Genetic control of Lucilia cuprina: analysis of field trial data using simulation techniques

1991 
An analytical version of the genetic control simulation program GENCON has been used to further analyze the data obtained during field trials of genetic control of the sheep blowfly, Lucilia cuprina, in 1976–79. In the simulations, population trends from a nonrelease area were used as an estimate of the rates of increase that would have occurred in the target population if there had been no releases. Genetic data from the target area (frequencies of matings by released males) were used to predict the frequencies of descendants of released males, the resulting genetic death, and the effects of this on population trends. In simulations that assumed no migration and full survival and competitiveness of all field-reared descendants of released males (translocation-bearing males and males and females heterozygous for deleterious mutations), neither the predicted genetic changes nor the predicted population trends agreed well with the observed data.
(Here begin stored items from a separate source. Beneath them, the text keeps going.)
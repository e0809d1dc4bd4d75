//! The decoding pipeline: slicing, categorical expansion and index resolution.
//!
//! [`DatasetDecoder`] binds a [`VariableCatalog`] to a [`DecodeConfig`] and the
//! categorical size table derived from it. It decodes train/test matrices
//! directly; experiment files are decoded through the `experiment` module,
//! which extends it.
//!
//! # Example
//!
//! ```
//! use causal_datasets::{DatasetDecoder, DecodeConfig, Field, VariablesMetadata};
//! use ndarray::array;
//!
//! let metadata: VariablesMetadata = serde_json::from_str(r#"{"variables": [
//!     {"group_name": "x", "type": "continuous"},
//!     {"group_name": "y", "type": "categorical", "lower": 0, "upper": 1}
//! ]}"#).unwrap();
//!
//! let decoder = DatasetDecoder::from_metadata(&metadata, DecodeConfig::default()).unwrap();
//! let record = decoder.decode_table(array![[1.0, 0.0], [1.0, 1.0]].view()).unwrap();
//!
//! assert_eq!(record.get("y"), Some(&Field::Int32(array![[1, 0], [0, 1]])));
//! ```

mod categorical;
mod effects;
mod slicer;

pub use categorical::{expand_one_hot, resolve_categorical_sizes, CategoricalSizes, CategoricalWidth};
pub use effects::{resolve_effect_set, resolve_names, EffectSet};
pub use slicer::{matrix_from_rows, slice_columns, slice_columns_dyn};

use ndarray::ArrayView2;

use crate::config::DecodeConfig;
use crate::error::Result;
use crate::record::StructuredRecord;
use crate::variables::{VariableCatalog, VariablesMetadata};

/// Decodes flat matrices against one variable catalog.
///
/// Immutable after construction and safe to share across threads.
#[derive(Clone, Debug)]
pub struct DatasetDecoder {
    catalog: VariableCatalog,
    config: DecodeConfig,
    sizes: CategoricalSizes,
}

impl DatasetDecoder {
    /// Create a decoder, resolving categorical sizes up front.
    pub fn new(catalog: VariableCatalog, config: DecodeConfig) -> Result<Self> {
        let sizes = resolve_categorical_sizes(&catalog)?;
        Ok(Self {
            catalog,
            config,
            sizes,
        })
    }

    /// Build the catalog from `variables.json` content using `config.group_types`.
    pub fn from_metadata(metadata: &VariablesMetadata, config: DecodeConfig) -> Result<Self> {
        let catalog = VariableCatalog::from_metadata(metadata, config.group_types)?;
        Self::new(catalog, config)
    }

    pub fn catalog(&self) -> &VariableCatalog {
        &self.catalog
    }

    pub fn config(&self) -> &DecodeConfig {
        &self.config
    }

    pub fn categorical_sizes(&self) -> &CategoricalSizes {
        &self.sizes
    }

    /// Slice `data` into typed per-group fields without categorical expansion.
    pub fn slice(&self, data: ArrayView2<'_, f64>) -> Result<StructuredRecord> {
        slice_columns(data, &self.catalog, &self.config.dtypes)
    }

    /// One-hot expand the categorical fields present in `record`.
    pub fn encode(&self, record: StructuredRecord) -> Result<StructuredRecord> {
        expand_one_hot(record, &self.sizes)
    }

    /// Slice and expand a train/test matrix.
    pub fn decode_table(&self, data: ArrayView2<'_, f64>) -> Result<StructuredRecord> {
        self.encode(self.slice(data)?)
    }

    /// Convert nested rows to a matrix as wide as the catalog when empty.
    pub fn matrix(&self, rows: &[Vec<f64>]) -> Result<ndarray::Array2<f64>> {
        matrix_from_rows(rows, self.catalog.n_columns())
    }
}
Further simulations suggested that reduced survival or competitiveness of field-reared descendants did not account for this disagreement, but that immigration of wild flies into the test areas was probably a major contributor to the failure to achieve suppression. However, immigration alone was not sufficient to explain all the differences between observed and expected results. Other plausible contributors to this failure were: (1) lower survival of translocation males due to the effects of a dieldrin resistance allele carried on the translocation, and (2) increased survival of immature stages of L. cuprina at low population densities.